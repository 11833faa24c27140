use std::hash::{Hash, Hasher};

use siphasher::sip::SipHasher13;

use super::{zero_vector, EmbeddingError, EmbeddingVector, TextEmbedder};

// Changing either key changes every vector this backend produces.
const HASH_SEED_K0: u64 = 0x6a6f_6262_6f61_7264;
const HASH_SEED_K1: u64 = 0x7265_636f_6d6d_656e;

pub const DEFAULT_HASH_DIMENSION: usize = 384;

/// Feature-hashing embedder: lowercase word tokens hashed into signed buckets,
/// then L2-normalized. Deterministic across processes and Rust versions.
pub struct HashEmbedder {
    dimension: usize,
}

impl HashEmbedder {
    pub fn new(dimension: usize) -> Self {
        Self {
            dimension: dimension.max(1),
        }
    }

    fn hash(&self, token: &str, salt: u8) -> u64 {
        let mut hasher = SipHasher13::new_with_keys(HASH_SEED_K0, HASH_SEED_K1);
        salt.hash(&mut hasher);
        token.hash(&mut hasher);
        hasher.finish()
    }
}

impl TextEmbedder for HashEmbedder {
    fn name(&self) -> &'static str {
        "hash"
    }

    fn dimension(&self) -> usize {
        self.dimension
    }

    fn embed(&self, text: &str) -> Result<EmbeddingVector, EmbeddingError> {
        let mut vector = zero_vector(self.dimension);

        for token in tokenize(text) {
            let idx = (self.hash(&token, 0) % self.dimension as u64) as usize;
            let sign = if self.hash(&token, 1) % 2 == 0 { 1.0 } else { -1.0 };
            vector[idx] += sign;
        }

        let norm: f32 = vector.iter().map(|x| x * x).sum::<f32>().sqrt();
        if norm > 0.0 {
            for v in &mut vector {
                *v /= norm;
            }
        }
        Ok(vector)
    }
}

fn tokenize(text: &str) -> impl Iterator<Item = String> + '_ {
    text.split(|c: char| !c.is_alphanumeric() && c != '+' && c != '#')
        .filter(|t| !t.is_empty())
        .map(str::to_lowercase)
}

-----

Problem requirements: Each entry above has to be duplicated exactly as it stands.

Solution to the exercise:
repository 11833faa24c27140
use std::hash::{Hash, Hasher};

use siphasher::sip::SipHasher13;

use super::{zero_vector, EmbeddingError, EmbeddingVector, TextEmbedder};

// Changing either key changes every vector this backend produces.
const HASH_SEED_K0: u64 = 0x6a6f_6262_6f61_7264;
const HASH_SEED_K1: u64 = 0x7265_636f_6d6d_656e;

pub const DEFAULT_HASH_DIMENSION: usize = 384;

/// Feature-hashing embedder: lowercase word tokens hashed into signed buckets,
/// then L2-normalized. Deterministic across processes and Rust versions.
pub struct HashEmbedder {
    dimension: usize,
}

impl HashEmbedder {
    pub fn new(dimension: usize) -> Self {
        Self {
            dimension: dimension.max(1),
        }
    }

    fn hash(&self, token: &str, salt: u8) -> u64 {
        let mut hasher = SipHasher13::new_with_keys(HASH_SEED_K0, HASH_SEED_K1);
        salt.hash(&mut hasher);
        token.hash(&mut hasher);
        hasher.finish()
    }
}

impl TextEmbedder for HashEmbedder {
    fn name(&self) -> &'static str {
        "hash"
    }

    fn dimension(&self) -> usize {
        self.dimension
    }

    fn embed(&self, text: &str) -> Result<EmbeddingVector, EmbeddingError> {
        let mut vector = zero_vector(self.dimension);

        for token in tokenize(text) {
            let idx = (self.hash(&token, 0) % self.dimension as u64) as usize;
            let sign = if self.hash(&token, 1) % 2 == 0 { 1.0 } else { -1.0 };
            vector[idx] += sign;
        }

        let norm: f32 = vector.iter().map(|x| x * x).sum::<f32>().sqrt();
        if norm > 0.0 {
            for v in &mut vector {
                *v /= norm;
            }
        }
        Ok(vector)
    }
}

fn tokenize(text: &str) -> impl Iterator<Item = String> + '_ {
    text.split(|c: char| !c.is_alphanumeric() && c != '+' && c != '#')
        .filter(|t| !t.is_empty())
        .map(str::to_lowercase)
}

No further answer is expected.